Maar de Waalse eisen vinden ook een echo in de clandestiene gewapende organisaties (Front de l’Indépendance) en in de vakbonden (Mouvement Syndical Unifié geleid door André Renard, Comités de Lutte syndicale opgezet door de PC), zoals in de Waalse vleugels van de partijen, die publiek naar voor komen met de bevrijding.

Tijdens de Tweede Wereldoorlog stond de bezetter slechts één organisatie toe: de korporatistische Unie van Hand- en Geestesarbeiders, die o.a. door De Man werd verdedigd. De oude vakbonden werden opgegeven en de leiding ervan vertrok naar Londen. Maar de klasse bouwde zich in die aartsmoeilijke omstandigheden opnieuw op, waarbij vooral de KP/PC een enorme rol speelde in de opbouw van de Strijdcomités (Comités de Lutte Syndicale), die zich aan het einde van de oorlog hergroeperen in de Confédération Belge des Syndicats Uniques (CBSU). Ook andere initiatieven tot herorganisatie van de arbeidersbeweging werden genomen, waaronder het MMU (Mouvement Métallurgiste Unifié) dat in ’42 onder leiding van A. Renard en R. Latin in Luik wordt opgericht. Het MMU heeft een anarcho-syndicalistische inslag. In ’44 ontstaat uit het MMU het MSU (Mouvement Syndical Unifié), een fusie van alle onafhankelijke vakbonden, dat haar actieterrein uitbreidt in alle Waalse gebieden. Gezien de trotskisten geen toegang krijgen tot de communistische structuren sloten deze zich aan bij het MSU, maar ook zeer rechtse krachten die samenwerking met de CLS weigerden, sloten aan. Een derde nieuwe vakbondsorganisatie, het Algemeen Syndicaat van Openbare Diensten (ASOC, het toekomstige ACOD) wordt opgericht in ’42 door strijdbare militanten uit het onderwijs, de post,…
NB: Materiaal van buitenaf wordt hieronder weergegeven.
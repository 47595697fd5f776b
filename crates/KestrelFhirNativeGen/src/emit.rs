//! Rendering mapping plans into the decoding routines' source text.
//!
//! The emitter produces canonical source with one statement per line; the
//! generation pipeline runs the output through rustfmt before it is checked
//! in, so long lines may be re-wrapped there.

use std::fmt::Write;

use crate::dispatch;
use crate::extract::{ArmPayload, ExtensionRoute, MappingInfo, MemberMapping};

const HEADER: &str = "\
//! Decoding routines for native R4 records.
//!
//! @generated by kestrel-fhir-native-gen against the native schema tables.
//! Do not edit by hand; regenerate instead.

use kestrel_fhir_lib::r4::{
    AllergyIntolerance, CodeableConcept, Coding, Extension, HumanName, Identifier, Observation,
    Patient, Period, Quantity, Reference, Resource,
};
use kestrel_fhir_lib::{Coded, Element, PreciseDecimal};

use crate::arena::{NativeArena, NativeRef};
use crate::error::DecodeError;
use crate::{ext, layout};
";

/// Renders the complete generated module: header, one decoding routine per
/// mapping, then root dispatch over the resource mappings.
pub fn emit_module(mappings: &[MappingInfo]) -> String {
    let mut out = String::from(HEADER);
    for mapping in mappings {
        out.push('\n');
        out.push_str(&emit_decoder(mapping));
    }
    out.push('\n');
    out.push_str(&dispatch::emit_dispatch(mappings));
    out
}

/// Renders the decoding routine for one mapping plan.
pub fn emit_decoder(mapping: &MappingInfo) -> String {
    let mut out = String::new();
    let _ = writeln!(
        out,
        "/// Decodes a native `{}` record (tag {}).",
        mapping.domain, mapping.tag
    );
    let _ = writeln!(
        out,
        "pub fn {}(arena: &NativeArena, at: NativeRef) -> Option<{}> {{",
        mapping.decoder, mapping.domain
    );
    out.push_str("    let view = arena.view(at)?;\n");
    let _ = writeln!(out, "    let mut target = {}::default();", mapping.domain);
    for member in &mapping.members {
        emit_member(&mut out, member);
    }
    emit_routes(&mut out, &mapping.routes);
    out.push_str("    Some(target)\n}\n");
    out
}

/// The expression assigned from a read value, applying the constructor when
/// the conversion rule carries one.
fn value_expr(constructor: &Option<String>) -> String {
    match constructor {
        Some(constructor) => format!("{}(value)", constructor),
        None => "value".to_owned(),
    }
}

fn emit_member(out: &mut String, member: &MemberMapping) {
    match member {
        MemberMapping::Value {
            field,
            offset,
            reader,
            constructor,
            ..
        } => {
            let _ = writeln!(out, "    if let Some(value) = {}(&view, {}) {{", reader, offset);
            let _ = writeln!(
                out,
                "        target.{} = Some(Element::from({}));",
                field,
                value_expr(constructor)
            );
            out.push_str("    }\n");
        }
        MemberMapping::Code {
            element,
            field,
            offset,
            literals,
            ..
        } => {
            let _ = writeln!(out, "    // {}: {}", element, literals.join(" | "));
            let _ = writeln!(out, "    if let Some(value) = layout::text_opt(&view, {}) {{", offset);
            let _ = writeln!(out, "        target.{} = Some(Coded::from_literal(value));", field);
            out.push_str("    }\n");
        }
        MemberMapping::RawText { field, offset, .. } => {
            let _ = writeln!(out, "    if let Some(value) = layout::text(&view, {}) {{", offset);
            let _ = writeln!(out, "        target.{} = value;", field);
            out.push_str("    }\n");
        }
        MemberMapping::Record {
            field,
            offset,
            decoder,
            ..
        } => {
            let _ = writeln!(
                out,
                "    if let Some(value) = {}(arena, view.reference({})) {{",
                decoder, offset
            );
            let _ = writeln!(out, "        target.{} = Some(value);", field);
            out.push_str("    }\n");
        }
        MemberMapping::RecordList {
            field,
            count_offset,
            array_offset,
            decoder,
            ..
        } => {
            let item = format!("{}(arena, items.reference(index * 4))", decoder);
            emit_list(out, field, *count_offset, *array_offset, &item, "value");
        }
        MemberMapping::ValueList {
            field,
            count_offset,
            array_offset,
            stride,
            reader,
            constructor,
            ..
        } => {
            let item = format!("{}(&items, index * {})", reader, stride);
            let push = format!("Element::from({})", value_expr(constructor));
            emit_list(out, field, *count_offset, *array_offset, &item, &push);
        }
        MemberMapping::CodeList {
            element,
            field,
            count_offset,
            array_offset,
            stride,
            literals,
            ..
        } => {
            let _ = writeln!(out, "    // {}: {}", element, literals.join(" | "));
            let item = format!("layout::text_opt(&items, index * {})", stride);
            emit_list(
                out,
                field,
                *count_offset,
                *array_offset,
                &item,
                "Coded::from_literal(value)",
            );
        }
        MemberMapping::Choice {
            offset,
            discriminant_offset,
            arms,
            ..
        } => {
            let _ = writeln!(out, "    match view.u32_at({}) {{", discriminant_offset);
            for arm in arms {
                let _ = writeln!(out, "        {} => {{", arm.discriminant);
                match &arm.payload {
                    ArmPayload::Value {
                        reader,
                        constructor,
                    } => {
                        let _ = writeln!(
                            out,
                            "            if let Some(value) = {}(&view, {}) {{",
                            reader, offset
                        );
                        let _ = writeln!(
                            out,
                            "                target.{} = Some(Element::from({}));",
                            arm.field,
                            value_expr(constructor)
                        );
                    }
                    ArmPayload::Record { decoder } => {
                        let _ = writeln!(
                            out,
                            "            if let Some(value) = {}(arena, view.reference({})) {{",
                            decoder, offset
                        );
                        let _ = writeln!(
                            out,
                            "                target.{} = Some(value);",
                            arm.field
                        );
                    }
                }
                out.push_str("            }\n        }\n");
            }
            out.push_str("        _ => {}\n    }\n");
        }
    }
}

/// Shared shell for counted arrays: count check, item view, collect loop.
fn emit_list(
    out: &mut String,
    field: &str,
    count_offset: u32,
    array_offset: u32,
    item: &str,
    push: &str,
) {
    let _ = writeln!(out, "    let count = view.count({});", count_offset);
    out.push_str("    if count > 0 {\n");
    let _ = writeln!(out, "        if let Some(items) = view.array({}) {{", array_offset);
    out.push_str("            let mut values = Vec::with_capacity(count as usize);\n");
    out.push_str("            for index in 0..count {\n");
    let _ = writeln!(out, "                if let Some(value) = {} {{", item);
    let _ = writeln!(out, "                    values.push({});", push);
    out.push_str("                }\n            }\n");
    out.push_str("            if !values.is_empty() {\n");
    let _ = writeln!(out, "                target.{} = Some(values);", field);
    out.push_str("            }\n        }\n    }\n");
}

fn emit_routes(out: &mut String, routes: &[ExtensionRoute]) {
    out.push_str("    for node in ext::nodes(arena, &view) {\n");
    out.push_str("        for item in node.items() {\n");
    out.push_str("            if let Some(extension) = decode_extension(arena, item) {\n");
    out.push_str("                match node.name() {\n");
    for route in routes {
        match route {
            ExtensionRoute::Attach { element, field } => {
                let _ = writeln!(
                    out,
                    "                    \"{}\" => ext::attach(&mut target.{}, extension),",
                    element, field
                );
            }
            ExtensionRoute::AttachItem { element, field } => {
                let _ = writeln!(
                    out,
                    "                    \"{}\" => ext::attach_item(&mut target.{}, extension),",
                    element, field
                );
            }
            ExtensionRoute::Chain { element, fields } => {
                let _ = writeln!(out, "                    \"{}\" => {{", element);
                out.push_str("                        let mut pending = Some(extension);\n");
                for (index, field) in fields.iter().enumerate() {
                    let binding = if index + 1 == fields.len() {
                        "let _ = pending"
                    } else {
                        "pending = pending"
                    };
                    let _ = writeln!(
                        out,
                        "                        {}.and_then(|e| ext::attach_existing(&mut target.{}, e));",
                        binding, field
                    );
                }
                out.push_str("                    }\n");
            }
        }
    }
    out.push_str("                    _ => {}\n");
    out.push_str("                }\n            }\n        }\n    }\n");
}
Vanaf het einde van de bezetting bouwt de oude CGTB (heropgericht in ’37 door de afsplitsing van de Syndicale Commissie van de BWP) zich opnieuw op. Op het eenheidscongres van 28 en 29 april ’45 wordt het ABVV opgericht. De numerieke krachtsverhouding van de verschillende tendenzen is als volgt:

  • CGTB: 248.259
  • CBSU: 165.968
  • MSU: 59.535
  • SGSP: 51.789

Reeds tijdens de oorlog wordt dus de Waalse federalistische syndicale stroming gevormd, geleid door Renard en Latin, die zich in ’45 in het ABVV integreert en er een zeer belangrijke rol zal spelen in 1950 en 1960-’61. Zo verdiept de oorlog de nationale kwestie verder door het ontstaan van een Waalse beweging die het federalisme nastreeft. Het is belangrijk de rol van Renard goed te begrijpen. Hij speelde als vakbondsleider een belangrijke rol in de heropbouw van de arbeidersbeweging tijdens en na de tweede wereldoorlog. Maar hij laat zich ook gebruiken door de leiding van Londen wanneer die na de oorlog terugkomt om opnieuw controle te verkrijgen over die arbeidersbeweging. Ondanks de verschillende oproepen tot eenheid vanuit de CLS om de oude leiding aan de kant te zetten en een strijdbaarder vakbond op te zetten, heeft Renard zich laten inschakelen in de strijd tegen de communistische invloed in de vakbonden.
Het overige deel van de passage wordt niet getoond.